Data listing START

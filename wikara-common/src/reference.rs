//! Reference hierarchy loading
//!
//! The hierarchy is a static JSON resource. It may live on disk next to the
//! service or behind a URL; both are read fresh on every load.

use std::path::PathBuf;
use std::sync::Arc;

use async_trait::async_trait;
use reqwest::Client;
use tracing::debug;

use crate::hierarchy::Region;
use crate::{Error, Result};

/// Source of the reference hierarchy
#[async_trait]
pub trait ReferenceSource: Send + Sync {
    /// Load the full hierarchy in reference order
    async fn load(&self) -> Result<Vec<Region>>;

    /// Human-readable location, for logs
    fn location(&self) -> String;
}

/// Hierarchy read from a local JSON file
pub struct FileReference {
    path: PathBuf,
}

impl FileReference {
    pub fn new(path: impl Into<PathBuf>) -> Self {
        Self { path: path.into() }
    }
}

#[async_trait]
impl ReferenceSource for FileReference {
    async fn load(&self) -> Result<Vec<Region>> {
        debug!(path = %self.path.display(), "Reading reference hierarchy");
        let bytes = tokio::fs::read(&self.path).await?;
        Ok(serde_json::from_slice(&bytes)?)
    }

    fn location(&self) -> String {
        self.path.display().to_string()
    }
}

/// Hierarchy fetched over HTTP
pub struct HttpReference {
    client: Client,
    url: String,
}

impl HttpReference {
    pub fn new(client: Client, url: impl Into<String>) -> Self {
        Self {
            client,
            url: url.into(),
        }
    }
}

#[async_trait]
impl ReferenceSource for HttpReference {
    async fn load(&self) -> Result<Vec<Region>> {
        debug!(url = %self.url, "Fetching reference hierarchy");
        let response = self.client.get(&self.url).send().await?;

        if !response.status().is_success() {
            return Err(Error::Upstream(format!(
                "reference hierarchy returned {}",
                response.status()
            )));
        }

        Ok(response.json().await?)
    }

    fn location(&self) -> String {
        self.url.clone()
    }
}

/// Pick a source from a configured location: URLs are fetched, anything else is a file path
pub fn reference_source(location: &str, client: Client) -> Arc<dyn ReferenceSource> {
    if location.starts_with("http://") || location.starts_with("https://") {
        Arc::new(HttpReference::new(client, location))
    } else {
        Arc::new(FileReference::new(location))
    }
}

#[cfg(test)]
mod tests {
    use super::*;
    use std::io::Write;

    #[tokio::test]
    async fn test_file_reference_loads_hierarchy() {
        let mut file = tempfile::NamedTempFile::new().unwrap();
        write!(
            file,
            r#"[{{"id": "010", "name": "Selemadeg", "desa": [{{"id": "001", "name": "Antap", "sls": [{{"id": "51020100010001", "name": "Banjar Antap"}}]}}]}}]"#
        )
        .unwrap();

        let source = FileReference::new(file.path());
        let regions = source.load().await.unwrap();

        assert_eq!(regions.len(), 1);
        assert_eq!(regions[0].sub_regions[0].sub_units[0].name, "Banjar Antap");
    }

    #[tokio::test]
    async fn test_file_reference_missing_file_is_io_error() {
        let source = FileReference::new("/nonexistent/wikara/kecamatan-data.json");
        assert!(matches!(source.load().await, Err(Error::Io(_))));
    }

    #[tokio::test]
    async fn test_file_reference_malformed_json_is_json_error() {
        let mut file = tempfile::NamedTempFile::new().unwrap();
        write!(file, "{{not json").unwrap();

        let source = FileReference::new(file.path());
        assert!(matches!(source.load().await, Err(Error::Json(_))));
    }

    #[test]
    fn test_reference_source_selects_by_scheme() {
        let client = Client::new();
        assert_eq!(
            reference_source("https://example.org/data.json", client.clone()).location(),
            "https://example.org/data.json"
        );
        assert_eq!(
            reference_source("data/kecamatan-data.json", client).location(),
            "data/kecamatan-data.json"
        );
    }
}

Data listing END
Data listing START

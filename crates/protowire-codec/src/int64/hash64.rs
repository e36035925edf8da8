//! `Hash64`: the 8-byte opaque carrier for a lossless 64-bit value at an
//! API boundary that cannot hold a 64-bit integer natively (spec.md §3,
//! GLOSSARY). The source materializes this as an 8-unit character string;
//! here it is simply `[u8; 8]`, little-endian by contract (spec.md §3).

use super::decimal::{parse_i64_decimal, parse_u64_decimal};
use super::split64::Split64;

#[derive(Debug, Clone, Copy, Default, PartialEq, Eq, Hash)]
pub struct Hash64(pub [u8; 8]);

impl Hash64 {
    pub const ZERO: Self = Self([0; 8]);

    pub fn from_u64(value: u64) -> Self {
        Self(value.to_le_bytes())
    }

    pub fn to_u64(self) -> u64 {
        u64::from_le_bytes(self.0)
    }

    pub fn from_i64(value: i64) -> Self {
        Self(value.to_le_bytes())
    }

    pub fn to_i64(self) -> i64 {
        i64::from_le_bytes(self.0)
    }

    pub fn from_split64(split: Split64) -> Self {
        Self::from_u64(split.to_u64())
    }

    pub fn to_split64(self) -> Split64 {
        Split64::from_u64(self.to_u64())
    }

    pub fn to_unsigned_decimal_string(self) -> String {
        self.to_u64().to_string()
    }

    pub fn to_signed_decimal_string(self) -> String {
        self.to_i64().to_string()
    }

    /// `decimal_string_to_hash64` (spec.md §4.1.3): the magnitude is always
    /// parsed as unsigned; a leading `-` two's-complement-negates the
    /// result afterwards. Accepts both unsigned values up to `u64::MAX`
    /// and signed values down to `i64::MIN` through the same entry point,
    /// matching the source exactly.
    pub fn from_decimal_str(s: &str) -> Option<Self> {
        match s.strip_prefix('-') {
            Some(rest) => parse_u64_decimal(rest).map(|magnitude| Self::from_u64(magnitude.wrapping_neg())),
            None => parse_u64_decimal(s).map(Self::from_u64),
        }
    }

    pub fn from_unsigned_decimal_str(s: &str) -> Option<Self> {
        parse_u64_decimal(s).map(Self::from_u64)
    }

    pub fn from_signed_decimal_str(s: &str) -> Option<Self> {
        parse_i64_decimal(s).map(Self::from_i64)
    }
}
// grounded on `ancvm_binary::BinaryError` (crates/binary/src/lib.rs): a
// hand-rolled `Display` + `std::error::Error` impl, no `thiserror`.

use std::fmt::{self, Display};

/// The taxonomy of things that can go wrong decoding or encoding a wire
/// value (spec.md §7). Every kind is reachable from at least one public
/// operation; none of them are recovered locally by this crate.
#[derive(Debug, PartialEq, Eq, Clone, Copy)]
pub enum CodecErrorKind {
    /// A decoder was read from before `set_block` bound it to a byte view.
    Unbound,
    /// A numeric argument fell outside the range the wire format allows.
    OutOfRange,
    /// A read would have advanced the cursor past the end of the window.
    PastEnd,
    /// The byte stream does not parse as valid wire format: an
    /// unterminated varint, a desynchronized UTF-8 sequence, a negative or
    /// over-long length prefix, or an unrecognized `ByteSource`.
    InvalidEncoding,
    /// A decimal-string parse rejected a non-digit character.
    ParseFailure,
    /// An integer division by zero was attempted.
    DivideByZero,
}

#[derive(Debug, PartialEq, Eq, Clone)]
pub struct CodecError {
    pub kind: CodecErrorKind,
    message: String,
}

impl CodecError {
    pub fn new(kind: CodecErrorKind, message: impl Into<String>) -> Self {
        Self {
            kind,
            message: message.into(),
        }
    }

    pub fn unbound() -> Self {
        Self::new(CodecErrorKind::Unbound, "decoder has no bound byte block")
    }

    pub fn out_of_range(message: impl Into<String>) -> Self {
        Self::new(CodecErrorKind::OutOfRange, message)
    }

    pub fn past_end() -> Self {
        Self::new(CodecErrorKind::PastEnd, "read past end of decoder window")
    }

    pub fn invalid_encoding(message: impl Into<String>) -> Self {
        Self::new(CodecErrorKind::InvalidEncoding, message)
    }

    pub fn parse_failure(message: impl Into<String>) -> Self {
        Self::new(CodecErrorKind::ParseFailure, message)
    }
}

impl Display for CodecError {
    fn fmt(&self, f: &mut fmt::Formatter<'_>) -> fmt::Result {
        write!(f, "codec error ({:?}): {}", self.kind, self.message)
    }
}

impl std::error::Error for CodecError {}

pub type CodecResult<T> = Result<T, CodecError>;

Data listing END

**About this task**
Go through the records and copy each line with "filename" in it.

**Written response**
filename wikara-common/src/reference.rs
filename crates/protowire-codec/src/int64/hash64.rs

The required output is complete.